Ficção e Realidade

Por José Frazão Araujo Souza | 24/05/2013 | Crônicas

 Ficção e Realidade

                                                                                                                                     José Frazão

Recentemente evangélicos ficaram indignados com o final da novela Salve Jorge de Glória Perez. Primeiro, o folhetim sofreu boicote por causa do nome escolhido, que seria uma homenagem ao orixá Ogum, correspondente a São Jorge no candomblé no sincretismo religioso. Segundo, o destino dado pela autora à personagem “convertida”. Esse final soou como avacalhação da fé  evangélica.

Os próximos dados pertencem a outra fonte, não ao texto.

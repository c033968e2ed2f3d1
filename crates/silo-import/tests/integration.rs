//! End-to-end tests driving the controller through storage events against
//! the in-memory gateways.

use std::sync::Arc;
use std::time::Duration;

use bytes::Bytes;
use silo_core::config::Config;
use silo_core::paths::StorePath;
use silo_core::storage::{MemoryStore, ObjectStore};
use silo_import::admin::{AdminOp, MemoryTableAdmin, TableAdmin};
use silo_import::controller::RetryPolicy;
use silo_import::job::{JobLauncher, MemoryJobLauncher};
use silo_import::notify::{MemoryPublisher, Publisher};
use silo_import::{Error, ImportController, Outcome, StorageEvent};

const BUCKET: &str = "store-bucket";

struct Harness {
    store: Arc<MemoryStore>,
    admin: Arc<MemoryTableAdmin>,
    launcher: Arc<MemoryJobLauncher>,
    publisher: Arc<MemoryPublisher>,
    controller: ImportController,
}

fn harness(nodes: u32) -> Harness {
    let config = Config {
        project_id: "test-project".into(),
        instance: "test-instance".into(),
        cluster: "test-cluster".into(),
        nodes_high: 9,
        nodes_low: 3,
        job_template: "gs://templates/csv_import.json".into(),
        data_path: format!("gs://{BUCKET}/imports/cache"),
        control_path: format!("gs://{BUCKET}/imports/control"),
        trigger_topic: "projects/test-project/topics/imports".into(),
    };
    let store = Arc::new(MemoryStore::new());
    let admin = Arc::new(MemoryTableAdmin::with_nodes(nodes));
    let launcher = Arc::new(MemoryJobLauncher::new());
    let publisher = Arc::new(MemoryPublisher::new());
    let controller = ImportController::new(
        Arc::clone(&store) as Arc<dyn ObjectStore>,
        Arc::clone(&admin) as Arc<dyn TableAdmin>,
        Arc::clone(&launcher) as Arc<dyn JobLauncher>,
        Arc::clone(&publisher) as Arc<dyn Publisher>,
        config,
    )
    .expect("config should parse")
    .with_retry_policy(RetryPolicy {
        create_table_attempts: 3,
        create_table_backoff: Duration::ZERO,
        gateway_deadline: Duration::from_secs(5),
    });
    Harness {
        store,
        admin,
        launcher,
        publisher,
        controller,
    }
}

async fn seed(store: &MemoryStore, object: &str, body: &str) {
    store
        .write(&StorePath::new(BUCKET, object), Bytes::from(body.to_string()))
        .await
        .expect("seed write");
}

#[tokio::test]
async fn full_lifecycle_from_init_to_scale_down() {
    let h = harness(3);
    let table = "branch_2021_01_01";

    // Init: create table + family, scale up, launch, write marker.
    let outcome = h
        .controller
        .handle_event(&StorageEvent::new(
            BUCKET,
            format!("imports/control/{table}/init.txt"),
        ))
        .await
        .unwrap();
    assert_eq!(outcome, Outcome::Launched { table_id: table.into() });

    assert_eq!(
        h.admin.operations(),
        vec![
            AdminOp::CreateTable {
                instance: "test-instance".into(),
                table_id: table.into(),
            },
            AdminOp::CreateColumnFamily {
                instance: "test-instance".into(),
                table_id: table.into(),
                family: "csv".into(),
            },
            AdminOp::SetNodeCount {
                instance: "test-instance".into(),
                cluster: "test-cluster".into(),
                nodes: 9,
            },
        ]
    );
    let launches = h.launcher.launches();
    assert_eq!(launches.len(), 1);
    assert_eq!(launches[0].job_name, table);
    assert!(h
        .store
        .exists(&StorePath::new(
            BUCKET,
            format!("imports/control/{table}/launched.txt"),
        ))
        .await
        .unwrap());

    // The batch job writes completed.txt; its event scales the cluster down.
    let outcome = h
        .controller
        .handle_event(&StorageEvent::new(
            BUCKET,
            format!("imports/control/{table}/completed.txt"),
        ))
        .await
        .unwrap();
    assert_eq!(outcome, Outcome::ScaledDown { table_id: table.into() });
    assert_eq!(h.admin.node_count("test-instance", "test-cluster").await.unwrap(), 3);

    // A redelivered completed event finds the cluster at low water.
    let outcome = h
        .controller
        .handle_event(&StorageEvent::new(
            BUCKET,
            format!("imports/control/{table}/completed.txt"),
        ))
        .await
        .unwrap();
    assert_eq!(
        outcome,
        Outcome::ScaleDownSkipped {
            table_id: table.into(),
            nodes: 3,
        }
    );
}

#[tokio::test]
async fn redelivered_init_is_rejected_without_side_effects() {
    let h = harness(3);
    let event = StorageEvent::new(BUCKET, "imports/control/t1/init.txt");

    h.controller.handle_event(&event).await.unwrap();
    let ops = h.admin.operations().len();

    let err = h.controller.handle_event(&event).await.expect_err("guard");
    assert!(matches!(err, Error::AlreadyLaunched { .. }));
    assert_eq!(h.admin.operations().len(), ops);
    assert_eq!(h.launcher.launches().len(), 1);
}

#[tokio::test]
async fn rollback_leaves_no_table_behind_on_launch_failure() {
    let h = harness(3);
    h.launcher.fail_launches();

    let err = h
        .controller
        .handle_event(&StorageEvent::new(BUCKET, "imports/control/t1/init.txt"))
        .await
        .expect_err("launch fails");
    assert!(matches!(err, Error::Launch { .. }));

    assert_eq!(
        h.admin.operations().last(),
        Some(&AdminOp::DeleteTable {
            instance: "test-instance".into(),
            table_id: "t1".into(),
        })
    );
}

#[tokio::test]
async fn trigger_builds_writes_and_publishes_the_manifest() {
    let h = harness(3);
    seed(
        &h.store,
        "demo/data/source1/provenance.json",
        r#"{"name":"Source One","url":"https://one.example/"}"#,
    )
    .await;
    seed(&h.store, "demo/data/source1/schema.mcf", "").await;
    seed(&h.store, "demo/data/source1/smokepm/data.tmcf", "").await;
    seed(&h.store, "demo/data/source1/smokepm/output.csv", "").await;

    let outcome = h
        .controller
        .handle_event(&StorageEvent::new(BUCKET, "demo/internal/control/trigger.txt"))
        .await
        .unwrap();
    assert_eq!(
        outcome,
        Outcome::ManifestPublished {
            import_name: "smokepm".into()
        }
    );

    let written = h
        .store
        .read(&StorePath::new(BUCKET, "demo/internal/config/config.textproto"))
        .await
        .unwrap();
    let text = String::from_utf8(written.to_vec()).unwrap();
    assert!(text.contains("name: \"smokepm\""));
    assert!(text.contains(
        "mapping_path: \"/bigstore/store-bucket/demo/data/source1/smokepm/data.tmcf\""
    ));
    assert!(text.contains("name: \"Source One\""));
    assert!(text.contains("url: \"https://one.example/\""));
    assert!(text.contains("category: SCHEMA"));
    assert!(text.contains("name: \"demo\""));

    let published = h.publisher.published();
    assert_eq!(published.len(), 1);
    let (topic, attributes) = &published[0];
    assert_eq!(topic.to_string(), "projects/test-project/topics/imports");
    assert_eq!(attributes["import_name"], "smokepm");
    assert_eq!(
        attributes["manifest_path"],
        "/bigstore/store-bucket/demo/internal/config/config.textproto"
    );
    assert_eq!(attributes["data_directory"], "/bigstore/store-bucket/demo/data");
}

#[tokio::test]
async fn misplaced_trigger_is_a_fatal_path_error() {
    let h = harness(3);
    let err = h
        .controller
        .handle_event(&StorageEvent::new(BUCKET, "demo/control/trigger.txt"))
        .await
        .expect_err("should fail");
    assert!(matches!(err, Error::TriggerOutsideImportRoot { .. }));
    assert!(h.publisher.published().is_empty());
}

#[tokio::test]
async fn trigger_over_an_empty_root_is_an_error() {
    let h = harness(3);
    let err = h
        .controller
        .handle_event(&StorageEvent::new(BUCKET, "demo/internal/control/trigger.txt"))
        .await
        .expect_err("should fail");
    assert!(matches!(err, Error::EmptyManifest { .. }));
    assert!(h.publisher.published().is_empty());
}

#[tokio::test]
async fn mixed_representation_data_aborts_the_trigger() {
    let h = harness(3);
    seed(&h.store, "demo/data/source1/smokepm/output.csv", "").await;
    seed(&h.store, "demo/data/source1/smokepm/nodes.mcf", "").await;

    let err = h
        .controller
        .handle_event(&StorageEvent::new(BUCKET, "demo/internal/control/trigger.txt"))
        .await
        .expect_err("should fail");
    assert!(matches!(
        err,
        Error::MixedRepresentations { source, table }
            if source == "source1" && table == "smokepm"
    ));
    assert!(h.publisher.published().is_empty());
}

Novela já foi considerada como passatempo de mulher, hoje faz parte da cultura brasileira.  Tabus como pedofilia, homossexualidade e tráfico de pessoas já são discutidos nos folhetins. Após a inclusão desses temas, as novelas tornaram-se objetos de interesse da sociedade e também de estudo nas universidades. A abordagem de assuntos de forma tão aberta foi possível, graças a transformações sofridas pela sociedade brasileira nos últimos anos, com o aumento de campanhas realizadas contra o preconceito e pela divulgação, por parte da mídia, do assunto como um fenômeno real que merece atenção e respeito em sua análise, o que gerou uma mudança de valores por parte das pessoas.

A relação entre telespectador e autor nem sempre é amistosa. Alguns no calor de suas emoções chegam a confundir os personagens com os atores. Houve até casos de agressão verbal a artistas que interpretavam vilões. O telespectador atribui ao autor a responsabilidade do destino dos personagens. Quando o destino não é o desejado do público, coitado do autor! É execrado sem dó nem piedade.

Quem não vibrou na década de 1970 com as peripécias dos Irmãos Coragem e não torceu por um final feliz entre Simone e Cristiano em Selva de Pedra? E quem não se sentiu um detetive para desvendar a misteriosa morte de Odete Roitman, em Vale Tudo, um dos “crimes” mais famosos na história da teledramaturgia?

Entendo que na obra de ficção o personagem deve ser respeitado no exercício de seu livre pensar. A sua vontade não deve estar mais sob o domínio do seu criador. No momento em que o personagem é dado à luz – num verdadeiro parto, - ele adquire vida própria, liberta-se da esfera de dependência subjetiva do seu autor e toma independência/consciência para seus atos e decisões. O destino que o personagem toma, faz parte de sua vontade, e não do desejo de quem o criou. Se não há coerência no seu pensar e agir frente à realidade vivida, a questão está com a própria incoerência de que a vida é constituída. O autor, através da independência dos seus personagens está retratando a vida como ela é, como dizia o dramaturgo Nélson Rodrigues. Seu papel é somente dar-lhes vida, o julgamento que fazemos dos atos dos personagens diz respeito somente a eles.